> [THE TASK]: Copy every line below where the string "MediaripError" is found.

[Collected data]
══════

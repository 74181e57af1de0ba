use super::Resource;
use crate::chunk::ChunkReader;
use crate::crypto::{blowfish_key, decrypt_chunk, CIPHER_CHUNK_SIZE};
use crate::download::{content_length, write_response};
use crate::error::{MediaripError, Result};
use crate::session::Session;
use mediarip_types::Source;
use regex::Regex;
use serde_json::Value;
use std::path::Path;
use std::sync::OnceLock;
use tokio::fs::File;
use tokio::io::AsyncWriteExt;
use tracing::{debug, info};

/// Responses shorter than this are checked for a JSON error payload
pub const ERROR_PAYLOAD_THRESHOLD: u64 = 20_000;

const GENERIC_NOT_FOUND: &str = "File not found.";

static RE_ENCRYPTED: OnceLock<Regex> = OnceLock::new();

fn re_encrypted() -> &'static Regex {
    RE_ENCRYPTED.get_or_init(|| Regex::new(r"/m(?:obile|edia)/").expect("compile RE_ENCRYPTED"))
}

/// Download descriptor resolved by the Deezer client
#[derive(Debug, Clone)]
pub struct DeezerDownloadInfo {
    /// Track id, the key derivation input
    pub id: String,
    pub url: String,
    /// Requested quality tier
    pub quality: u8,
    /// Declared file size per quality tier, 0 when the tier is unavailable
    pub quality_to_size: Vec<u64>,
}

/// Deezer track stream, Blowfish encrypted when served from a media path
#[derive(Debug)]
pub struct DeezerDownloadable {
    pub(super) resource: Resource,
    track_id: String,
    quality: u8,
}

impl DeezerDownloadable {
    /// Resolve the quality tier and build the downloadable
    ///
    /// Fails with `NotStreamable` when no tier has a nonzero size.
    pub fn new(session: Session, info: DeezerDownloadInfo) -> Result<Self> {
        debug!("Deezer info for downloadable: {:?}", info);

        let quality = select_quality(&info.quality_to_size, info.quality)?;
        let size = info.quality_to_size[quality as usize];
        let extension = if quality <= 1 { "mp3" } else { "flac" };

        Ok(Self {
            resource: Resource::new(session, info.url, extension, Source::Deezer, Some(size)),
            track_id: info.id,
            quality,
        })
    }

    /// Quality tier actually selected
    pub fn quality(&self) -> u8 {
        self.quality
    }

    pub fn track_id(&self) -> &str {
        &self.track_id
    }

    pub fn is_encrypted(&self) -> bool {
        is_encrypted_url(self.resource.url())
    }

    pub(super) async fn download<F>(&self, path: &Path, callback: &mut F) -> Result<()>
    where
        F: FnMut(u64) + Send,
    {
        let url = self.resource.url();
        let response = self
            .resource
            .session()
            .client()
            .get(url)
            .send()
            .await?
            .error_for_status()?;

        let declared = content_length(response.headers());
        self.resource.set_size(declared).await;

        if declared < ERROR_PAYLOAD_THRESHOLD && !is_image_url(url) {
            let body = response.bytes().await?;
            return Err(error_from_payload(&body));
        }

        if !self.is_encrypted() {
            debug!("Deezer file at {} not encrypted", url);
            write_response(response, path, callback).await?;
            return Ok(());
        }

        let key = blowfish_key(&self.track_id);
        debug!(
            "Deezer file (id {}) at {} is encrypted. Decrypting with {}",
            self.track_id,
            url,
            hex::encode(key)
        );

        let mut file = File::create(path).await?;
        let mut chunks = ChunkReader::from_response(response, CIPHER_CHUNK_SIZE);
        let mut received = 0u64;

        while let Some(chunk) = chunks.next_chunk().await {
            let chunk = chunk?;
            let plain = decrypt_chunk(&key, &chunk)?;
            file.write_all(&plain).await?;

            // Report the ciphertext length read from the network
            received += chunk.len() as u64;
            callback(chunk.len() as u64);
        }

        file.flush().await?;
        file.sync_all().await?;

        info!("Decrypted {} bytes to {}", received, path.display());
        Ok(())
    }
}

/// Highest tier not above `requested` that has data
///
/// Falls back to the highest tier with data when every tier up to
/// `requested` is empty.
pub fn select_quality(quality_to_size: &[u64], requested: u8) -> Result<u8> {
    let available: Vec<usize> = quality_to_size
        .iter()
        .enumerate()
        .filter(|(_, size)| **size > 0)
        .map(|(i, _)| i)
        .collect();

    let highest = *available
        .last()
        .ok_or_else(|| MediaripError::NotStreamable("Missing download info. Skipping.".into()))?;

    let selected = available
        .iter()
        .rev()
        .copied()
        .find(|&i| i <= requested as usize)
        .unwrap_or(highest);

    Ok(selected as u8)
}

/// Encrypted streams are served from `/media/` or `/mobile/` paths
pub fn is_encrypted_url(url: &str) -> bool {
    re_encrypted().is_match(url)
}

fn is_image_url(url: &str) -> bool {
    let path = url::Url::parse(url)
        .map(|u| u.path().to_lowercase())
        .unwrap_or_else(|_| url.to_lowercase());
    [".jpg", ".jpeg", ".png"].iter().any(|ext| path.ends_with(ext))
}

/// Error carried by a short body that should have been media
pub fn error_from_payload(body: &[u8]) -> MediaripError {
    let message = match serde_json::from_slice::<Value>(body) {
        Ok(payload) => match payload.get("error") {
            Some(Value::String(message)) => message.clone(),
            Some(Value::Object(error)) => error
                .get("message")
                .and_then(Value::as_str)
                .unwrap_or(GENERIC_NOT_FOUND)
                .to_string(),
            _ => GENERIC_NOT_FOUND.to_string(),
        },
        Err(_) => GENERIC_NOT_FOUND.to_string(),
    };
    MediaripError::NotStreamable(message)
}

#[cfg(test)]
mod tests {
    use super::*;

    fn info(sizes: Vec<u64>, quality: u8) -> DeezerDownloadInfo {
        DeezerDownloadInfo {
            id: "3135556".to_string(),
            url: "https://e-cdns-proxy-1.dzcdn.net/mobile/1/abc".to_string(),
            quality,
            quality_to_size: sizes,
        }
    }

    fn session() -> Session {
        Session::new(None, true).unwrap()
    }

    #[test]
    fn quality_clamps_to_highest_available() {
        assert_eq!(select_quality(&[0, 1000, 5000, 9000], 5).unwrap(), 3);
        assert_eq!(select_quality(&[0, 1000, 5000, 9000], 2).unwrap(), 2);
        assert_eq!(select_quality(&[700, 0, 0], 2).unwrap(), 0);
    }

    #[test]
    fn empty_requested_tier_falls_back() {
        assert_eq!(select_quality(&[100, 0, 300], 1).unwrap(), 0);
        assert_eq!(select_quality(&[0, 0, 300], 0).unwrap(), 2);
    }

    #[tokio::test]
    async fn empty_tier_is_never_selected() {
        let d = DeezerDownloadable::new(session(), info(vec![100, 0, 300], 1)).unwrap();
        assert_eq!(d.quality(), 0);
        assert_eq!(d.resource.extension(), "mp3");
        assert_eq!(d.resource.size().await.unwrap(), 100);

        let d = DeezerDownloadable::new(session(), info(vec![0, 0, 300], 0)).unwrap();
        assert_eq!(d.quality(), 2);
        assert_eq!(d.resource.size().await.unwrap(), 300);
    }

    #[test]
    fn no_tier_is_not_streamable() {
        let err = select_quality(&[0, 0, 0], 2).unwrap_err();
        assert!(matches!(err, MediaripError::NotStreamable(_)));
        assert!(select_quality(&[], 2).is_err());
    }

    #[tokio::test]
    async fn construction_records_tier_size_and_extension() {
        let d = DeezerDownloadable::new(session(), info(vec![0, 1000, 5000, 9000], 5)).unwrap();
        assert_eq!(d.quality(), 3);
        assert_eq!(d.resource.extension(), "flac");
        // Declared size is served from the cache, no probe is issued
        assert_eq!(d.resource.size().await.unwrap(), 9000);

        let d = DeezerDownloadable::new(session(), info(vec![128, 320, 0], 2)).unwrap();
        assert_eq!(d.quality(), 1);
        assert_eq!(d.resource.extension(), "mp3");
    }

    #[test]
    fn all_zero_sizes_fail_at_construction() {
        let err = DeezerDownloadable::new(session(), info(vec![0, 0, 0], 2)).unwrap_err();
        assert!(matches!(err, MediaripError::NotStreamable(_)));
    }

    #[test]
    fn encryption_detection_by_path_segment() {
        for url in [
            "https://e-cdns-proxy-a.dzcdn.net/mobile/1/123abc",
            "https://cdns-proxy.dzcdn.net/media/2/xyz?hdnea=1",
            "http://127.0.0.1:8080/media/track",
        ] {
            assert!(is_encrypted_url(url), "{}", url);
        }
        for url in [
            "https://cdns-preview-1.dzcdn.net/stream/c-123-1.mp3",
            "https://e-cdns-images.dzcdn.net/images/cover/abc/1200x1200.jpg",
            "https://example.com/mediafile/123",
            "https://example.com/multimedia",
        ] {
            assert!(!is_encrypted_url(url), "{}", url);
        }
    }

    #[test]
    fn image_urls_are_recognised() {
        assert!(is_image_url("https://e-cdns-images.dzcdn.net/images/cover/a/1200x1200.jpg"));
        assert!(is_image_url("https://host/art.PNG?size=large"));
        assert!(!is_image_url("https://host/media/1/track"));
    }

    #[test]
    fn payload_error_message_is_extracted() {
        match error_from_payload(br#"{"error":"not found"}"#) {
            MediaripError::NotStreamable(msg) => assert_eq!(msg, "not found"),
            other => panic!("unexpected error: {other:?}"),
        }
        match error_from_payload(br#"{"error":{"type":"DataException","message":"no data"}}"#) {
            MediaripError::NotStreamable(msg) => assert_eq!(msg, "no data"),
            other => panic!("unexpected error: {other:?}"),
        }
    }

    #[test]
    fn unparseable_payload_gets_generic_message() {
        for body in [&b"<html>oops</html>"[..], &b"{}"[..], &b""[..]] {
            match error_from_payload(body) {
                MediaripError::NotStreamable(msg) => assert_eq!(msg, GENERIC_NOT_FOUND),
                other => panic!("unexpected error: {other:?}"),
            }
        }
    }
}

══════

> [PROBLEM SOLUTION]:
use crate::error::{MediaripError, Result};
        .ok_or_else(|| MediaripError::NotStreamable("Missing download info. Skipping.".into()))?;
pub fn error_from_payload(body: &[u8]) -> MediaripError {
    MediaripError::NotStreamable(message)
        assert!(matches!(err, MediaripError::NotStreamable(_)));
        assert!(matches!(err, MediaripError::NotStreamable(_)));
            MediaripError::NotStreamable(msg) => assert_eq!(msg, "not found"),
            MediaripError::NotStreamable(msg) => assert_eq!(msg, "no data"),
                MediaripError::NotStreamable(msg) => assert_eq!(msg, GENERIC_NOT_FOUND),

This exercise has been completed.